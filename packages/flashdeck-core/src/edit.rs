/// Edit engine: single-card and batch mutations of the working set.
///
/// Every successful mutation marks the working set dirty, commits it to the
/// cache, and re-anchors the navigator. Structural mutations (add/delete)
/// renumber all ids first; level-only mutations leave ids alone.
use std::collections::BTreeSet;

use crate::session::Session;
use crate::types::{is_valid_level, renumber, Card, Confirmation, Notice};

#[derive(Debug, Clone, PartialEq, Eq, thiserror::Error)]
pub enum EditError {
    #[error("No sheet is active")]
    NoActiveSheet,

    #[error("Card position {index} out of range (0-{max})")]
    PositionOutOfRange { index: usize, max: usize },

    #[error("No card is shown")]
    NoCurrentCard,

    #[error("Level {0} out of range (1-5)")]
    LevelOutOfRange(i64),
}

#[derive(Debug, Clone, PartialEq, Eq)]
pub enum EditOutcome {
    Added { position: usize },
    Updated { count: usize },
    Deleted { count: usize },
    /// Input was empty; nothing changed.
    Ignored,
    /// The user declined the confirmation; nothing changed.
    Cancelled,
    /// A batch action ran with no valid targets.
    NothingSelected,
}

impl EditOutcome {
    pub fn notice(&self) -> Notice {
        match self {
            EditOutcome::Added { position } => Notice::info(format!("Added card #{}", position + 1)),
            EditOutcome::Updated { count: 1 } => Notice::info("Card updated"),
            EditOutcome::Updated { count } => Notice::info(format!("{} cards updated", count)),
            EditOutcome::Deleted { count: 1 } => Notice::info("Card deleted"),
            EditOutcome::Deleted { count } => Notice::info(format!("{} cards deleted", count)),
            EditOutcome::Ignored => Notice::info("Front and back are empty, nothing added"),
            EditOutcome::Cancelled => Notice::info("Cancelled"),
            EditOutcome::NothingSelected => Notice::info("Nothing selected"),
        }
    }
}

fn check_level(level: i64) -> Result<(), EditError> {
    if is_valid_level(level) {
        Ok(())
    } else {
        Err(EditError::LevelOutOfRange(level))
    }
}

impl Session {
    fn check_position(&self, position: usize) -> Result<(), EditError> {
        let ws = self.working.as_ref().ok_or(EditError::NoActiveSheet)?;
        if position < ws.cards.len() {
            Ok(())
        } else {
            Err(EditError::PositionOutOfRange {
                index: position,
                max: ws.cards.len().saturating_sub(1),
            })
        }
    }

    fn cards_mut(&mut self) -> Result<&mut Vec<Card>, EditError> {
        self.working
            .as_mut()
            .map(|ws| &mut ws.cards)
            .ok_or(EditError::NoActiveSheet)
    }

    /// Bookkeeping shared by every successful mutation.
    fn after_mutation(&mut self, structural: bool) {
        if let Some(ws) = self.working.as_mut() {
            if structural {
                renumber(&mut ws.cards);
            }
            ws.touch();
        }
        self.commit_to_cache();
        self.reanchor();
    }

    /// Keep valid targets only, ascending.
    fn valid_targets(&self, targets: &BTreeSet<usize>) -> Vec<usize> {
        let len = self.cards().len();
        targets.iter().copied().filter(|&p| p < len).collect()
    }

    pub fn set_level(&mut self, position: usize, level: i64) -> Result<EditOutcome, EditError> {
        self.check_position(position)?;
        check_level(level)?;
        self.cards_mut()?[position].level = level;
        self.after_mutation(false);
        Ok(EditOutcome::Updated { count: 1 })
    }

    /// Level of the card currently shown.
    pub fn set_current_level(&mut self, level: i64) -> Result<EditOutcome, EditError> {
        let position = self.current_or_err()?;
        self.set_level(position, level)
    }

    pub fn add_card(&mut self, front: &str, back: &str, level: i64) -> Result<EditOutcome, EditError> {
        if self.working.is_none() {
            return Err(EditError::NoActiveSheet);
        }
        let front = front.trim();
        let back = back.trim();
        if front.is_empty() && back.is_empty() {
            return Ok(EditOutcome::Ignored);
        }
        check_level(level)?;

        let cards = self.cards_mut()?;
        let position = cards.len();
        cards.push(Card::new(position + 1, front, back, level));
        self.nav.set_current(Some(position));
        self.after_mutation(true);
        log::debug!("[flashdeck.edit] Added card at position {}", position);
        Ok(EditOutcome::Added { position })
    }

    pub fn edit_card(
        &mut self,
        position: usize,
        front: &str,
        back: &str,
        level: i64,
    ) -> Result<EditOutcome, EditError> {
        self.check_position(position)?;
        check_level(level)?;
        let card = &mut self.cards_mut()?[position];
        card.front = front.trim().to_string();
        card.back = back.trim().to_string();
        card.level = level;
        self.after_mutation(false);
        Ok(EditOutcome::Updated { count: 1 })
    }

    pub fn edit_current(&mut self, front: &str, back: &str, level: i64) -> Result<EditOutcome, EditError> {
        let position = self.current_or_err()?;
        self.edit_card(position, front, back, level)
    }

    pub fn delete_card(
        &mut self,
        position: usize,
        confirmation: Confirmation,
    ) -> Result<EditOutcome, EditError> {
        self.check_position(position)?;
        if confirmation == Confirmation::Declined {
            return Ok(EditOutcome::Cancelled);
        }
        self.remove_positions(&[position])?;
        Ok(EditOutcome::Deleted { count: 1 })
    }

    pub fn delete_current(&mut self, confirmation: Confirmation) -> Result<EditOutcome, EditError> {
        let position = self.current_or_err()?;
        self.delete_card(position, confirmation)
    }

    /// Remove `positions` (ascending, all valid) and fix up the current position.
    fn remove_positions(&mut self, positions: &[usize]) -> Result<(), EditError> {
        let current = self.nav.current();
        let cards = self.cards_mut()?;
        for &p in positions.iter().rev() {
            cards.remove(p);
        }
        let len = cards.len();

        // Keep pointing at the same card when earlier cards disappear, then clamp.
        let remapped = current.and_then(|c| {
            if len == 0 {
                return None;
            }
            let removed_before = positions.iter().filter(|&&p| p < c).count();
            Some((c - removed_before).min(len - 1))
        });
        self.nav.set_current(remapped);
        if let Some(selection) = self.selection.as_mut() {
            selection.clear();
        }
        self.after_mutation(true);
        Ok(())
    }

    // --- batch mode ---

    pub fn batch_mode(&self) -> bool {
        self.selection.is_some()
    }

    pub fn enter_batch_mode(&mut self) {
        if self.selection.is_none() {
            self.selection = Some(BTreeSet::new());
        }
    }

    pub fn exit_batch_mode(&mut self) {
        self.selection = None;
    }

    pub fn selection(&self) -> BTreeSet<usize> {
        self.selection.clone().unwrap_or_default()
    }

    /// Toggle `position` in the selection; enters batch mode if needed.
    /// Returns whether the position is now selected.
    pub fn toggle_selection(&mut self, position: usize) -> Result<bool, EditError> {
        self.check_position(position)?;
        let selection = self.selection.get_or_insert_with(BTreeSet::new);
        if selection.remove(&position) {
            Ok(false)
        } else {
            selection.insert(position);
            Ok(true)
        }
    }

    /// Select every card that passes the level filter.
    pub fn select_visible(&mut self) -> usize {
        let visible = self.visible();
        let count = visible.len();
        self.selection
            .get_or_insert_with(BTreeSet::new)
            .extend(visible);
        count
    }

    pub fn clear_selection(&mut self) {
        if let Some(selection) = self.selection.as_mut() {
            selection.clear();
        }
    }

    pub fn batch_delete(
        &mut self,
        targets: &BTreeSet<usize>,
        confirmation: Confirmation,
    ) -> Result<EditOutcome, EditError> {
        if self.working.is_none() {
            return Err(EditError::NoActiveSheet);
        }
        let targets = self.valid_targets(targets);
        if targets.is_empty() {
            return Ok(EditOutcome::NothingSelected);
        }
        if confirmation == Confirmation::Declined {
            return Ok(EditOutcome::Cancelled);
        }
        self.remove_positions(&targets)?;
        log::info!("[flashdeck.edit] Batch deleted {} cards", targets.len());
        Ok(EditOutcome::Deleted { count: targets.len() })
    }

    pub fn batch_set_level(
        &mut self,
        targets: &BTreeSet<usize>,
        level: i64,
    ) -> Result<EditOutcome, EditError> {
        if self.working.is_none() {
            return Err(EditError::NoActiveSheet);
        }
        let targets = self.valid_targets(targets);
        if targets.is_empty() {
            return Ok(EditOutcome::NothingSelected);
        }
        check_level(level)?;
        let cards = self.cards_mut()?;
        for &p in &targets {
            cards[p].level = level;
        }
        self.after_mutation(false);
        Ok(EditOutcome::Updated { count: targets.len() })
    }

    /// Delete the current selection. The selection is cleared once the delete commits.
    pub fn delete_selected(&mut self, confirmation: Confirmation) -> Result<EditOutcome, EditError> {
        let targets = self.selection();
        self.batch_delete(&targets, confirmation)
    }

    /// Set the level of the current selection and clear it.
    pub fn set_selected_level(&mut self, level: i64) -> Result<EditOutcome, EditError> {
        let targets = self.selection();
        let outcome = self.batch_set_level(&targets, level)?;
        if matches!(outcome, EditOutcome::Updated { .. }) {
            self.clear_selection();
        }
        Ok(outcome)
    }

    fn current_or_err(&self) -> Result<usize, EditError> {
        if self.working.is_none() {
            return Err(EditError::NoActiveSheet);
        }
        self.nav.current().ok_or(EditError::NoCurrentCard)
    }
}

======

Write out each line above containing "format".

- Solution to the problem
            EditOutcome::Added { position } => Notice::info(format!("Added card #{}", position + 1)),
            EditOutcome::Updated { count } => Notice::info(format!("{} cards updated", count)),
            EditOutcome::Deleted { count } => Notice::info(format!("{} cards deleted", count)),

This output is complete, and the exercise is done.